[TASK DATA]

//! Interned string identifiers.
//!
//! Binding and function names are interned once and referred to by a compact
//! 32-bit [`Name`]. The inference pipeline is single-threaded (functions are
//! processed strictly sequentially), so the interner is a plain map with no
//! synchronization.

use std::fmt;

use rustc_hash::FxHashMap;

/// Interned string identifier.
///
/// A `Name` is only meaningful together with the [`Interner`] that produced
/// it; comparing names from different interners is not supported.
#[derive(Clone, Copy, PartialEq, Eq, PartialOrd, Ord, Hash)]
#[repr(transparent)]
pub struct Name(u32);

impl Name {
    /// Pre-interned empty string.
    pub const EMPTY: Name = Name(0);

    /// Get the raw `u32` value.
    #[inline]
    pub const fn raw(self) -> u32 {
        self.0
    }

    /// Create from a raw `u32` value.
    #[inline]
    pub const fn from_raw(raw: u32) -> Self {
        Name(raw)
    }

    /// Get the index as `usize` (for indexing into the interner's table).
    #[inline]
    pub const fn index(self) -> usize {
        self.0 as usize
    }
}

impl fmt::Debug for Name {
    fn fmt(&self, f: &mut fmt::Formatter<'_>) -> fmt::Result {
        write!(f, "Name({})", self.0)
    }
}

impl Default for Name {
    fn default() -> Self {
        Self::EMPTY
    }
}

/// String interner mapping text to [`Name`] ids and back.
///
/// Slot 0 always holds the empty string, so [`Name::EMPTY`] resolves on
/// every interner.
#[derive(Debug)]
pub struct Interner {
    ids: FxHashMap<Box<str>, Name>,
    strings: Vec<Box<str>>,
}

impl Interner {
    pub fn new() -> Self {
        let mut interner = Interner {
            ids: FxHashMap::default(),
            strings: Vec::new(),
        };
        interner.intern("");
        interner
    }

    /// Intern a string, returning its id. Idempotent: interning the same
    /// text twice returns the same [`Name`].
    pub fn intern(&mut self, text: &str) -> Name {
        if let Some(&name) = self.ids.get(text) {
            return name;
        }
        #[expect(clippy::cast_possible_truncation, reason = "name counts fit in u32")]
        let name = Name(self.strings.len() as u32);
        self.strings.push(text.into());
        self.ids.insert(text.into(), name);
        name
    }

    /// Resolve an id back to its text. Panics on a name this interner did
    /// not produce.
    pub fn resolve(&self, name: Name) -> &str {
        &self.strings[name.index()]
    }
}

impl Default for Interner {
    fn default() -> Self {
        Self::new()
    }
}
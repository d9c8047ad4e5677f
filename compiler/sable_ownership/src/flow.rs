//! Per-function data-flow path inference.
//!
//! Enumerates every dependency chain from an argument reference to the
//! function's result value, folds each chain into a symbolic
//! [`FlowValue`], normalizes it, discards impossible flows, and splits the
//! survivors into [`DataFlowPath`]s.
//!
//! # Cycle flattening
//!
//! Path extension only follows edges that *enter* an SCC; edges between two
//! members of the same SCC are ignored. Loops are thereby flattened: flows
//! that exist only across a loop back-edge are not enumerated. This is the
//! flattening policy, and it is deliberate — the surrounding inference is
//! conservative for loop-carried data.
//!
//! # Cost
//!
//! Enumeration is worst-case exponential in the number of join points (an
//! `If` whose branches both reach the result multiplies path counts).
//! Structurally identical paths are *not* deduplicated; multiplicity is
//! observable downstream.

use rustc_hash::{FxHashMap, FxHashSet};

use sable_ir::{Function, InstrId, InstrKind};

use crate::alloc::Allocator;
use crate::data_flow::data_flow_dependencies;
use crate::dependency::{process_dependencies, DependencyMap};
use crate::error::{InferError, InferResult};
use crate::path::{split_path, DataFlowPath};
use crate::symbolic::FlowValue;

/// Infer every argument-to-result data-flow path of one function.
///
/// The allocator is shared by all paths of this function; callers hand in a
/// fresh one per function.
pub fn infer_data_flow(
    func: &Function,
    allocator: &mut Allocator,
) -> InferResult<Vec<DataFlowPath>> {
    let entry = func
        .body
        .entry()
        .ok_or(InferError::EmptyBody { name: func.name })?;
    let end = entry
        .last_real()
        .ok_or(InferError::EmptyBlock { id: entry.id })?
        .id;

    let arg_instructions: FxHashSet<InstrId> = func
        .body
        .instructions()
        .filter(|i| matches!(i.kind, InstrKind::ValueRef { arg: true, .. }))
        .map(|i| i.id)
        .collect();

    let deps = data_flow_dependencies(func)?;
    let paths = enumerate_paths(&deps);

    let mut final_paths = Vec::new();
    if let Some(end_paths) = paths.get(&end) {
        for path in end_paths {
            let starts_at_arg = path
                .first()
                .is_some_and(|first| arg_instructions.contains(first));
            if !starts_at_arg {
                continue;
            }
            let value = build_value(func, path)?.normalize_fully();
            if !value.is_valid() {
                tracing::debug!(?path, "discarding impossible data-flow path");
                continue;
            }
            final_paths.push(split_path(value, allocator));
        }
    }
    Ok(final_paths)
}

/// Enumerate, per instruction, every dependency chain ending at it.
///
/// Groups are processed in topological order, so every out-of-group
/// dependency already has its chains recorded when a member is reached.
/// A member whose dependencies are all inside its own group gets no chains
/// (the flattening policy above).
fn enumerate_paths(deps: &DependencyMap) -> FxHashMap<InstrId, Vec<Vec<InstrId>>> {
    let groups = process_dependencies(deps);
    let mut paths: FxHashMap<InstrId, Vec<Vec<InstrId>>> = FxHashMap::default();

    for group in &groups {
        for &item in &group.items {
            let Some(item_deps) = deps.get(&item) else {
                continue;
            };
            let mut item_paths = Vec::new();
            if item_deps.is_empty() {
                item_paths.push(vec![item]);
            } else {
                for &dep in item_deps {
                    if group.contains(dep) {
                        continue;
                    }
                    let Some(dep_paths) = paths.get(&dep) else {
                        continue;
                    };
                    for dep_path in dep_paths {
                        let mut extended = Vec::with_capacity(dep_path.len() + 1);
                        extended.extend_from_slice(dep_path);
                        extended.push(item);
                        item_paths.push(extended);
                    }
                }
            }
            paths.insert(item, item_paths);
        }
    }

    paths
}

/// Fold one chain (argument-first, result-last) into a symbolic value.
///
/// Projections shrink the value, constructor arguments wrap it. The `prev`
/// tracking correlates which constructor argument the chain flowed through:
/// only the argument position whose id is the previous chain element wraps.
fn build_value(func: &Function, path: &[InstrId]) -> InferResult<FlowValue> {
    let source = path.first().and_then(|&first| {
        match func.body.instruction(first).map(|i| &i.kind) {
            Some(InstrKind::ValueRef { name, .. }) => Some(*name),
            _ => None,
        }
    });

    let mut value = FlowValue::value(source);
    let mut prev: Option<InstrId> = None;

    for &id in path {
        let instr = func
            .body
            .instruction(id)
            .ok_or(InferError::UnknownInstruction { id })?;
        match &instr.kind {
            InstrKind::Bind { .. }
            | InstrKind::If { .. }
            | InstrKind::BlockRef { .. }
            | InstrKind::Converter { .. } => {}

            InstrKind::MemberAccess { index, .. } => {
                value = FlowValue::field(value, *index);
            }

            InstrKind::ValueRef { indices, .. } => {
                for &index in indices {
                    value = FlowValue::field(value, index);
                }
            }

            InstrKind::NamedFunctionCall { args, ctor, .. } => {
                if *ctor {
                    for (arg_index, &arg) in args.iter().enumerate() {
                        if Some(arg) == prev {
                            #[expect(
                                clippy::cast_possible_truncation,
                                reason = "constructor argument counts fit in u32"
                            )]
                            let index = arg_index as u32;
                            value = FlowValue::record(value, index);
                        }
                    }
                }
            }

            other => {
                tracing::debug!(
                    ?id,
                    kind = other.kind_name(),
                    "instruction does not shape the symbolic value"
                );
            }
        }
        prev = Some(id);
    }

    Ok(value)
}
//! Symbolic data-flow values.
//!
//! A path through the dependency graph is folded into a tree-shaped
//! [`FlowValue`]: field projections shrink the value, constructor arguments
//! wrap it. The interesting algebra is the cancellation rule
//!
//! ```text
//! FieldAccess(Record(v, i), i)  ⇒  v
//! ```
//!
//! applied to a fixed point by [`normalize`](FlowValue::normalize). A
//! projection out of a record built with a *different* index can never carry
//! data; [`is_valid`](FlowValue::is_valid) rejects such shapes so the whole
//! path can be discarded.
//!
//! The trees are exclusively owned (`Box`ed children, no sharing) — each
//! path folds into its own value and nothing else ever aliases it.

use sable_ir::Name;

/// A symbolic value describing how data flows along one path.
#[derive(Clone, Debug, PartialEq, Eq)]
pub enum FlowValue {
    /// Leaf: the entire source of the path. `source` names the argument
    /// binding the path starts at; it is kept for trace output only and is
    /// never read by the analysis.
    Value { source: Option<Name> },

    /// Projection of `receiver` at `index`.
    FieldAccess {
        receiver: Box<FlowValue>,
        index: u32,
    },

    /// Injection of `value` into field `index` of a record under
    /// construction.
    Record { value: Box<FlowValue>, index: u32 },
}

impl FlowValue {
    /// Leaf value originating at `source`.
    pub fn value(source: Option<Name>) -> Self {
        FlowValue::Value { source }
    }

    /// Wrap `receiver` in a projection at `index`.
    pub fn field(receiver: FlowValue, index: u32) -> Self {
        FlowValue::FieldAccess {
            receiver: Box::new(receiver),
            index,
        }
    }

    /// Wrap `value` in a record injection at `index`.
    pub fn record(value: FlowValue, index: u32) -> Self {
        FlowValue::Record {
            value: Box::new(value),
            index,
        }
    }

    /// One normalization pass. Returns the (possibly reduced) value and
    /// whether anything changed; callers loop until `false` — or use
    /// [`normalize_fully`](FlowValue::normalize_fully).
    ///
    /// Receivers are normalized recursively before the cancellation rule is
    /// considered at the current level on the *next* pass, mirroring the
    /// bottom-up fixed-point structure.
    pub fn normalize(self) -> (Self, bool) {
        match self {
            value @ FlowValue::Value { .. } => (value, false),

            FlowValue::FieldAccess { receiver, index } => match *receiver {
                FlowValue::Record {
                    value,
                    index: ctor_index,
                } if ctor_index == index => (*value, true),
                receiver => {
                    let (receiver, changed) = receiver.normalize();
                    (FlowValue::field(receiver, index), changed)
                }
            },

            FlowValue::Record { value, index } => {
                let (value, changed) = value.normalize();
                (FlowValue::record(value, index), changed)
            }
        }
    }

    /// Normalize to a fixed point.
    pub fn normalize_fully(self) -> Self {
        let mut value = self;
        loop {
            let (normalized, changed) = value.normalize();
            value = normalized;
            if !changed {
                return value;
            }
        }
    }

    /// Whether the value describes a data flow that can actually occur.
    ///
    /// A projection out of a record injected at a different index is
    /// impossible; the check recurses into children so a mismatch anywhere
    /// in the tree poisons the whole value.
    pub fn is_valid(&self) -> bool {
        match self {
            FlowValue::Value { .. } => true,
            FlowValue::FieldAccess { receiver, index } => match receiver.as_ref() {
                FlowValue::Record {
                    index: ctor_index, ..
                } if ctor_index != index => false,
                _ => receiver.is_valid(),
            },
            FlowValue::Record { value, .. } => value.is_valid(),
        }
    }
}
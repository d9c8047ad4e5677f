//! Ownership and borrow inference for the Sable compiler.
//!
//! This crate provides:
//!
//! - **Fresh identity minting** ([`Allocator`], [`OwnershipVar`],
//!   [`GroupVar`], [`TypeVariableInfo`]) — monotone, never-reused variable
//!   identities for ownership and lifetime regions.
//!
//! - **Data-flow path inference** ([`infer_data_flow`], [`DataFlowPath`]) —
//!   enumerates every argument-to-result dependency chain of a function,
//!   folds each into a symbolic [`FlowValue`], cancels
//!   constructor/projection pairs, discards impossible flows, and splits
//!   the survivors into source/destination member chains.
//!
//! - **Signature normalization** ([`normalize_signature`],
//!   [`OwnershipSignature`]) — filters the members that transitively carry a
//!   borrow and renumbers all variables into a canonical form, so
//!   structurally equivalent signatures compare equal.
//!
//! - **Program orchestration** ([`infer_program`], [`FunctionInference`]) —
//!   runs the pipeline per function against the facts the earlier ownership
//!   phases delivered.
//!
//! # Design
//!
//! The pipeline is a pure function over an immutable, already-typechecked
//! [`sable_ir`] body; it touches no file system, network, or process state.
//! Per function the stages run strictly linearly: dependency extraction →
//! SCC grouping → path enumeration → per-path folding/normalization/split →
//! signature normalization. Cycles in the dependency graph are condensed
//! and flattened (see [`flow`]); all iteration orders are pinned down so
//! identical inputs produce bitwise-identical signatures.
//!
//! # Crate Dependencies
//!
//! `sable_ownership` depends on `sable_ir` for the IR it reads. It knows
//! nothing about the syntax tree, the typechecker, or the backend; earlier
//! ownership phases talk to it only through [`OwnershipFacts`].

pub mod alloc;
pub mod data_flow;
pub mod dependency;
pub mod error;
pub mod flow;
pub mod infer;
pub mod member;
pub mod normalize;
pub mod path;
pub mod signature;
pub mod symbolic;

#[cfg(test)]
mod test_helpers;

pub use alloc::{Allocator, GroupVar, OwnershipVar, TypeVariableInfo};
pub use data_flow::data_flow_dependencies;
pub use dependency::{process_dependencies, DependencyGroup, DependencyMap};
pub use error::{InferError, InferResult};
pub use flow::infer_data_flow;
pub use infer::{infer_function, infer_program, FunctionInference};
pub use member::{MemberInfo, MemberKind};
pub use normalize::{normalize_signature, Normalizer};
pub use path::{split_path, DataFlowPath};
pub use signature::{
    OwnershipDepMap, OwnershipFacts, OwnershipKind, OwnershipKindMap, OwnershipSignature,
};
pub use symbolic::FlowValue;

// ── Pipeline scenario tests ─────────────────────────────────────────

#[cfg(test)]
mod pipeline_tests {
    use pretty_assertions::assert_eq;
    use rustc_hash::FxHashSet;

    use sable_ir::{BodyBuilder, InstrKind, Interner, Program};

    use crate::signature::{OwnershipDepMap, OwnershipKindMap};
    use crate::test_helpers::{arg_ref, ctor_call, field_member, make_function, member_access, tv};
    use crate::{
        infer_function, infer_program, Allocator, OwnershipFacts, OwnershipKind,
        OwnershipSignature,
    };

    /// Facts as the earlier phases would deliver them for a function with
    /// `arg_count` parameters and nothing interesting inferred: fresh
    /// argument/result pairs, empty dependency sets, no members.
    fn plain_facts(arg_count: u32) -> OwnershipFacts {
        let mut prior = Allocator::new();
        let args: Vec<_> = (0..arg_count)
            .map(|_| prior.next_type_variable_info())
            .collect();
        let result = prior.next_type_variable_info();
        let mut ownership_dep_map = OwnershipDepMap::default();
        for arg in &args {
            ownership_dep_map.insert(arg.group_var, FxHashSet::default());
        }
        ownership_dep_map.insert(result.group_var, FxHashSet::default());
        OwnershipFacts {
            signature: OwnershipSignature::draft(args, result, prior),
            ownership_dep_map,
            members: vec![],
            ownerships: OwnershipKindMap::default(),
        }
    }

    /// `fn id(x) = x` — one path, no projections, no record wraps.
    #[test]
    fn identity_function() {
        let mut interner = Interner::new();
        let x = interner.intern("x");
        let mut builder = BodyBuilder::new();
        arg_ref(&mut builder, x);
        let func = make_function(interner.intern("id"), vec![x], builder.finish());

        let inference = match infer_function(&func, plain_facts(1)) {
            Ok(inference) => inference,
            Err(e) => panic!("inference failed: {e}"),
        };

        assert_eq!(inference.paths.len(), 1);
        let path = &inference.paths[0];
        assert!(path.src.is_empty());
        assert!(path.dest.is_empty());
        assert_ne!(path.arg, path.result);

        // Canonical signature: arg renamed first, result second, nothing else.
        assert_eq!(inference.signature.args, vec![tv(0, 0)]);
        assert_eq!(inference.signature.result, tv(1, 1));
        assert!(inference.signature.members.is_empty());
        assert!(inference.signature.borrows.is_empty());
    }

    /// `fn first(p) = p.0` — one path projecting field 0 out of the
    /// argument; the prior phases marked that member as borrowing.
    #[test]
    fn projection_function() {
        let mut interner = Interner::new();
        let p = interner.intern("p");
        let mut builder = BodyBuilder::new();
        let p_ref = arg_ref(&mut builder, p);
        member_access(&mut builder, p_ref, 0);
        let func = make_function(interner.intern("first"), vec![p], builder.finish());

        // Facts: arg tv(0,0), result tv(1,1); one member projecting field 0
        // out of the argument's group, inferred as a borrow.
        let mut prior = Allocator::new();
        let arg = prior.next_type_variable_info();
        let result = prior.next_type_variable_info();
        let member = field_member(arg.group_var, 0, prior.next_type_variable_info());
        let mut ownership_dep_map = OwnershipDepMap::default();
        ownership_dep_map.insert(
            arg.group_var,
            FxHashSet::from_iter([member.info.ownership_var]),
        );
        ownership_dep_map.insert(result.group_var, FxHashSet::default());
        ownership_dep_map.insert(member.info.group_var, FxHashSet::default());
        let mut ownerships = OwnershipKindMap::default();
        ownerships.insert(
            member.info.ownership_var,
            OwnershipKind::Borrow {
                source: arg.group_var,
            },
        );
        let facts = OwnershipFacts {
            signature: OwnershipSignature::draft(vec![arg], result, prior),
            ownership_dep_map,
            members: vec![member],
            ownerships,
        };

        let inference = match infer_function(&func, facts) {
            Ok(inference) => inference,
            Err(e) => panic!("inference failed: {e}"),
        };

        assert_eq!(inference.paths.len(), 1);
        let path = &inference.paths[0];
        assert_eq!(path.src.len(), 1);
        assert!(path.dest.is_empty());
        assert_eq!(path.src[0].root, path.arg.group_var);
        assert_eq!(path.src[0].kind.index(), 0);

        // One canonical member rooted at the arg's canonical group.
        assert_eq!(inference.signature.members.len(), 1);
        assert_eq!(
            inference.signature.members[0].root,
            inference.signature.args[0].group_var
        );
        assert_eq!(inference.signature.members[0].kind.index(), 0);
        assert_eq!(
            inference.signature.borrows,
            vec![member.info.ownership_var]
        );
    }

    /// `fn wrap(x) = Box(x)` — one path, record wrap on the result side.
    #[test]
    fn constructor_function() {
        let mut interner = Interner::new();
        let x = interner.intern("x");
        let box_name = interner.intern("Box");
        let mut builder = BodyBuilder::new();
        let x_ref = arg_ref(&mut builder, x);
        ctor_call(&mut builder, box_name, vec![x_ref]);
        let func = make_function(interner.intern("wrap"), vec![x], builder.finish());

        let inference = match infer_function(&func, plain_facts(1)) {
            Ok(inference) => inference,
            Err(e) => panic!("inference failed: {e}"),
        };

        assert_eq!(inference.paths.len(), 1);
        let path = &inference.paths[0];
        assert!(path.src.is_empty());
        assert_eq!(path.dest.len(), 1);
        assert_eq!(path.dest[0].root, path.result.group_var);
        assert_eq!(path.dest[0].kind.index(), 0);
    }

    /// `fn roundtrip(x) = Box(x).0` — construction and projection cancel,
    /// leaving the identity flow.
    #[test]
    fn cancellation_function() {
        let mut interner = Interner::new();
        let x = interner.intern("x");
        let box_name = interner.intern("Box");
        let mut builder = BodyBuilder::new();
        let x_ref = arg_ref(&mut builder, x);
        let boxed = ctor_call(&mut builder, box_name, vec![x_ref]);
        member_access(&mut builder, boxed, 0);
        let func = make_function(interner.intern("roundtrip"), vec![x], builder.finish());

        let inference = match infer_function(&func, plain_facts(1)) {
            Ok(inference) => inference,
            Err(e) => panic!("inference failed: {e}"),
        };

        assert_eq!(inference.paths.len(), 1);
        assert!(inference.paths[0].src.is_empty());
        assert!(inference.paths[0].dest.is_empty());
    }

    /// `fn mismatch(x) = Box(x).1` — the constructor's field and the later
    /// projection disagree; the flow is impossible and the path is pruned.
    #[test]
    fn mismatched_projection_is_discarded() {
        let mut interner = Interner::new();
        let x = interner.intern("x");
        let box_name = interner.intern("Box");
        let mut builder = BodyBuilder::new();
        let x_ref = arg_ref(&mut builder, x);
        let boxed = ctor_call(&mut builder, box_name, vec![x_ref]);
        member_access(&mut builder, boxed, 1);
        let func = make_function(interner.intern("mismatch"), vec![x], builder.finish());

        let inference = match infer_function(&func, plain_facts(1)) {
            Ok(inference) => inference,
            Err(e) => panic!("inference failed: {e}"),
        };

        assert!(inference.paths.is_empty());
    }

    /// `fn choose(b, x, y) = if b then x else y` — both branches reach the
    /// result, yielding one whole-argument flow per value argument.
    #[test]
    fn branch_merge_function() {
        let mut interner = Interner::new();
        let b = interner.intern("b");
        let x = interner.intern("x");
        let y = interner.intern("y");

        let mut builder = BodyBuilder::new();
        let true_block = builder.new_block();
        let false_block = builder.new_block();
        let cond = arg_ref(&mut builder, b);
        builder.add(InstrKind::If {
            cond,
            true_block,
            false_block,
        });
        builder.switch_to(true_block);
        arg_ref(&mut builder, x);
        builder.switch_to(false_block);
        arg_ref(&mut builder, y);

        let func = make_function(
            interner.intern("choose"),
            vec![b, x, y],
            builder.finish(),
        );

        let inference = match infer_function(&func, plain_facts(3)) {
            Ok(inference) => inference,
            Err(e) => panic!("inference failed: {e}"),
        };

        // One path per branch, both whole-argument flows; the condition
        // contributes no argument-to-result path.
        assert_eq!(inference.paths.len(), 2);
        for path in &inference.paths {
            assert!(path.src.is_empty());
            assert!(path.dest.is_empty());
        }
        // Distinct fresh roots per path, minted from one shared allocator.
        assert_ne!(inference.paths[0].arg, inference.paths[1].arg);
    }

    /// A whole program runs function by function, results in program order.
    #[test]
    fn program_runs_in_declaration_order() {
        let mut interner = Interner::new();
        let x = interner.intern("x");

        let mut first = BodyBuilder::new();
        arg_ref(&mut first, x);
        let first_fn = make_function(interner.intern("one"), vec![x], first.finish());

        let mut second = BodyBuilder::new();
        arg_ref(&mut second, x);
        let second_fn = make_function(interner.intern("two"), vec![x], second.finish());

        let program = Program {
            functions: vec![first_fn, second_fn],
        };
        let mut facts = rustc_hash::FxHashMap::default();
        facts.insert(interner.intern("one"), plain_facts(1));
        facts.insert(interner.intern("two"), plain_facts(1));

        let results = match infer_program(&program, facts) {
            Ok(results) => results,
            Err(e) => panic!("inference failed: {e}"),
        };
        assert_eq!(results.len(), 2);
        assert_eq!(results[0].name, interner.intern("one"));
        assert_eq!(results[1].name, interner.intern("two"));
    }
}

[/TASK DATA]

- **TASK GOAL**: Within the entries, find each line holding the string "OwnershipVar". Reply with how many there are, as a number alone.

- **ANSWER BOX**: 2